Теперь сапоги сжались, потрескались, Андрей с трудом натянул их на галифе. В сапогах старший брат вызвал неописуемый восторг Лёньки.
– Да ты так всю речку перейдёшь!
Рыбачить начали от Круглого озера, на изгибе реки, где мощный вал воды, ударяясь в крутой берег, образовывал какие-то причудливые воронки, пенился. Андрей запустил намётку, постоял несколько секунд и крикнул Лёньке:
– Помогай!
Вместе они стремительно выхватили снасть, на дне её серебрилась рыбная мелочь. Впрочем, кажется, и что-то крупное попало. Глухов быстро выбросил намётку на берег, и на пожухлой траве затрепетала большая щука.
– Ура! – закричал Лёнька и бросился ловить подпрыгивающую рыбину. Через секунду он уже бежал к Андрею, тащил за розовые оголившиеся жабры огромную щуку. Он скакал вприпрыжку, подплясывал и казался Андрею каким-то индейцем из довоенного кино. Интересно, наверное, также радовались они удаче? У Лёньки сейчас рот не закрывался от блаженной улыбки.
На тёмной голове щуки Андрей рассмотрел пять тёмных пятнышек-углублений (так его учили определять возраст рыбы) и тоже улыбнулся: вишь, какая матёрая попалась!
– Ты вот что, Лёнька, – сказал Глухов, – гони в деревню, передай её щас же матери, пусть уху сварит. Будет у нас сегодня праздник.
– А ты? – спросил Лёнька.
– Буду дальше ловить…
– Эге, да ты хитрец, братка, – глаза задёргались в обиде у Лёньки. – Значит, ты ловить будешь, а я и не увижу. Так не пойдёт. Лучше я буду с собой щуку таскать…
– Ты понимаешь, дурья голова, что испортится рыба?
– Ну хорошо, – проканючил Лёнька, – только давай договоримся – без меня больше ловить не будешь?
– Ладно, беги… Да не всем показывай, а то сейчас вся деревня сбежится.
– Я под фуфайку спрячу, – блаженно засмеялся Лёнька и рванул в гору, ссутулившись, высоко выбрасывая ноги.

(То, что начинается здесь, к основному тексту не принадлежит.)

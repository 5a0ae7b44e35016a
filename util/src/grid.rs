use std::fmt::{Debug, Display};

use itertools::Itertools;

use crate::pos::Pos;

pub trait Gridlike<T> {
  fn rows(&self) -> u32;
  fn cols(&self) -> u32;
  fn in_bounds(&self, pos: Pos) -> bool;

  fn get(&self, pos: Pos) -> Option<&T>;

  fn iter_row<'a, 'b>(&'a self, row: u32) -> impl Iterator<Item = &'b T>
  where
    'a: 'b,
    T: 'a;
}

pub trait MutGridlike<T>: Gridlike<T> {
  fn get_mut(&mut self, pos: Pos) -> Option<&mut T>;

  /// Resets every cell to `T::default()`.
  fn reset(&mut self)
  where
    T: Default;
}

/// Row-major `rows x cols` matrix.
#[derive(Clone, PartialEq, Eq)]
pub struct Grid<T> {
  cells: Vec<T>,
  rows: u32,
  cols: u32,
}

impl<T> Grid<T> {
  fn idx(&self, pos: Pos) -> usize {
    debug_assert!(self.in_bounds(pos));
    pos.col as usize + pos.row as usize * self.cols as usize
  }

  pub fn positions(&self) -> impl Iterator<Item = Pos> {
    let cols = self.cols;
    (0..self.rows as i32).flat_map(move |row| (0..cols as i32).map(move |col| Pos { row, col }))
  }

  pub fn iter(&self) -> impl Iterator<Item = &T> {
    self.cells.iter()
  }

  pub fn map<F, U>(&self, f: F) -> Grid<U>
  where
    F: FnMut(&T) -> U,
  {
    Grid {
      cells: self.cells.iter().map(f).collect(),
      rows: self.rows,
      cols: self.cols,
    }
  }
}

impl<T> Grid<T>
where
  T: Default,
{
  pub fn new(rows: u32, cols: u32) -> Self {
    Self {
      cells: (0..rows as usize * cols as usize).map(|_| T::default()).collect(),
      rows,
      cols,
    }
  }
}

impl<T> Gridlike<T> for Grid<T> {
  fn rows(&self) -> u32 {
    self.rows
  }

  fn cols(&self) -> u32 {
    self.cols
  }

  fn in_bounds(&self, pos: Pos) -> bool {
    pos.row >= 0 && pos.row < self.rows as i32 && pos.col >= 0 && pos.col < self.cols as i32
  }

  fn get(&self, pos: Pos) -> Option<&T> {
    self
      .in_bounds(pos)
      .then(|| self.cells.get(self.idx(pos)))
      .flatten()
  }

  fn iter_row<'a, 'b>(&'a self, row: u32) -> impl Iterator<Item = &'b T>
  where
    'a: 'b,
    T: 'a,
  {
    let row = row as i32;
    (0..self.cols).flat_map(move |col| self.get(Pos { row, col: col as i32 }))
  }
}

impl<T> MutGridlike<T> for Grid<T> {
  fn get_mut(&mut self, pos: Pos) -> Option<&mut T> {
    self
      .in_bounds(pos)
      .then(|| {
        let index = self.idx(pos);
        self.cells.get_mut(index)
      })
      .flatten()
  }

  fn reset(&mut self)
  where
    T: Default,
  {
    self.cells.iter_mut().for_each(|cell| *cell = T::default());
  }
}

impl<T: Debug> Debug for Grid<T> {
  fn fmt(&self, f: &mut std::fmt::Formatter<'_>) -> std::fmt::Result {
    (0..self.rows).try_fold((), |_, row| {
      self.iter_row(row).try_fold((), |_, t| write!(f, "{t:?} "))?;
      writeln!(f)
    })
  }
}

impl<T: Display> Display for Grid<T> {
  fn fmt(&self, f: &mut std::fmt::Formatter<'_>) -> std::fmt::Result {
    (0..self.rows).try_fold((), |_, row| writeln!(f, "{}", self.iter_row(row).join(" ")))
  }
}

#[cfg(test)]
mod tests {
  #![allow(clippy::unwrap_used, clippy::expect_used, clippy::panic)]

  use googletest::prelude::*;

  use crate::pos::Pos;

  use super::{Grid, Gridlike, MutGridlike};

  #[gtest]
  fn test_bounds() {
    let grid: Grid<Option<char>> = Grid::new(2, 3);
    expect_true!(grid.in_bounds(Pos::new(1, 2)));
    expect_false!(grid.in_bounds(Pos::new(2, 0)));
    expect_false!(grid.in_bounds(Pos::new(0, 3)));
    expect_false!(grid.in_bounds(Pos::new(-1, 0)));
    expect_that!(grid.get(Pos::new(0, -1)), none());
  }

  #[gtest]
  fn test_row_major_layout() {
    let mut grid: Grid<char> = Grid::new(2, 3);
    for (pos, letter) in grid.positions().collect::<Vec<_>>().into_iter().zip('a'..) {
      *grid.get_mut(pos).unwrap() = letter;
    }
    expect_that!(grid.get(Pos::new(1, 0)), some(eq(&'d')));
    expect_that!(
      grid.iter_row(0).cloned().collect::<Vec<_>>(),
      container_eq(['a', 'b', 'c'])
    );
    expect_that!(grid.to_string(), eq("a b c\nd e f\n"));
  }

  #[gtest]
  fn test_reset() {
    let mut grid: Grid<Option<char>> = Grid::new(2, 2);
    *grid.get_mut(Pos::new(1, 1)).unwrap() = Some('x');
    expect_that!(grid.get(Pos::new(1, 1)), some(eq(&Some('x'))));

    grid.reset();
    expect_true!(grid.iter().all(|cell| cell.is_none()));
  }

  #[gtest]
  fn test_positions_raster_order() {
    let grid: Grid<u8> = Grid::new(2, 2);
    expect_that!(
      grid.positions().collect::<Vec<_>>(),
      container_eq([Pos::new(0, 0), Pos::new(0, 1), Pos::new(1, 0), Pos::new(1, 1)])
    );
  }
}
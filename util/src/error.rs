use thiserror::Error;

#[derive(Debug, Error)]
pub enum XWordError {
  #[error("Parse error: {0}")]
  Parse(String),
  #[error("IO error: {0}")]
  Io(#[from] std::io::Error),
}

pub type XWordResult<T = ()> = Result<T, XWordError>;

Охотничий восторг вселился и в Андрея, он сплюнул через левое плечо: не сглазить бы удачу, не переторопиться. Он сел на высокую кочку около воды, долго глядел, как в водовороте возникают причудливые бурунчики. Он думал, что, может быть, их сегодняшняя добыча с Лёнькой немного подкрепит мать – что-то сдала она за последнее время, похудела, осунулась, стала раздражительной. А давно ли – мягкий взгляд поблекших глаз будто незримо гладил человека, вселял в него радость и надежду. Как-то не вязалось её сегодняшнее состояние с обычным, повседневным, привычным. Это, скорее всего, от голодухи. У них ещё в марте кончился хлеб, а картошек осталось мешка два вместе с семенной, и мать, наверное, десятки раз за день думала, как прожить дальше, но выхода не видела, мрачнела лицом.
Она сушила на сковороде картофельную шелуху, толкла в ступе, а потом, обваляв в остатках муки, пекла оладьи – тёмно-коричневые, буракового цвета, отдающие запахом гнили. Андрей ещё мог их есть с молоком, и это, наверное, спасало его. У матери же была повышенная кислотность, она не переносила молока, а оладьи ела с большим трудом, будто с силой проталкивала в горло.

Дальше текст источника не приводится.